Count the lines in the records below that contain the word "FieldNotQueryable", and reply with only that number.

* Records:
# # #

//! Equality-query rewriting for encrypted fields.
//!
//! Ciphertext is non-deterministic, so `field == literal` can never be
//! answered against the stored value. The rewriter turns that predicate into
//! an equality comparison on the field's companion shadow index: the literal
//! runs through the same canonicalization and keyed digest the synchronizer
//! used at write time, and the resulting predicate is handed back to the
//! host's query layer. No I/O happens here.

use crate::digest::keyed_digest;
use crate::error::Error;
use crate::key_provider::KeyProvider;
use crate::model::Model;
use crate::record::{Record, Value};

/// An equality predicate against a shadow index field.
#[derive(Debug, Clone, PartialEq, Eq)]
pub struct HashPredicate {
    shadow_field: String,
    digest: String,
}

impl HashPredicate {
    /// Returns the shadow field the predicate compares against.
    #[must_use]
    pub fn shadow_field(&self) -> &str {
        &self.shadow_field
    }

    /// Returns the digest the shadow field is compared to.
    #[must_use]
    pub fn digest(&self) -> &str {
        &self.digest
    }

    /// Evaluates the predicate against a record.
    #[must_use]
    pub fn matches(&self, record: &Record) -> bool {
        match record.get(&self.shadow_field) {
            Some(Value::Text(stored)) => *stored == self.digest,
            _ => false,
        }
    }

    /// Filters a collection of records down to those matching the predicate.
    pub fn filter<'a, I>(&self, records: I) -> Vec<&'a Record>
    where
        I: IntoIterator<Item = &'a Record>,
    {
        records.into_iter().filter(|record| self.matches(record)).collect()
    }
}

/// Rewrites `entity.field == literal` into a shadow-index equality predicate.
///
/// The literal is given in the field's native representation and runs
/// through the field's intermediary (if any) before digesting, mirroring the
/// write path exactly.
///
/// # Errors
///
/// Returns `Error::FieldNotQueryable` if the field does not exist or its
/// policy does not support querying, raised eagerly instead of producing a
/// predicate against a nonexistent column. Returns
/// `Error::MissingKeyMaterial` if the hashing secret is not configured.
///
/// # Example
///
/// ```ignore
/// let predicate = protected_eq(&model, provider.as_ref(), "users", "ssn", &"404-69-1337".into())?;
/// let hits = predicate.filter(&stored_records);
/// ```
pub fn protected_eq(
    model: &Model,
    provider: &dyn KeyProvider,
    entity_name: &str,
    field_name: &str,
    literal: &Value,
) -> Result<HashPredicate, Error> {
    let not_queryable = || Error::FieldNotQueryable {
        entity: entity_name.to_string(),
        field: field_name.to_string(),
    };

    let codec = model
        .entity(entity_name)
        .and_then(|entity| entity.field(field_name))
        .and_then(|field| field.codec())
        .ok_or_else(not_queryable)?;

    let shadow_field = codec.shadow_field().ok_or_else(not_queryable)?.to_string();

    // An empty literal digests to a value no shadow field ever stores, so
    // the predicate simply matches nothing.
    let digest = match codec.canonical_plaintext(literal)? {
        Some(plaintext) => keyed_digest(provider, &plaintext)?,
        None => keyed_digest(provider, b"")?,
    };

    Ok(HashPredicate { shadow_field, digest })
}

# # #

* Task result: 2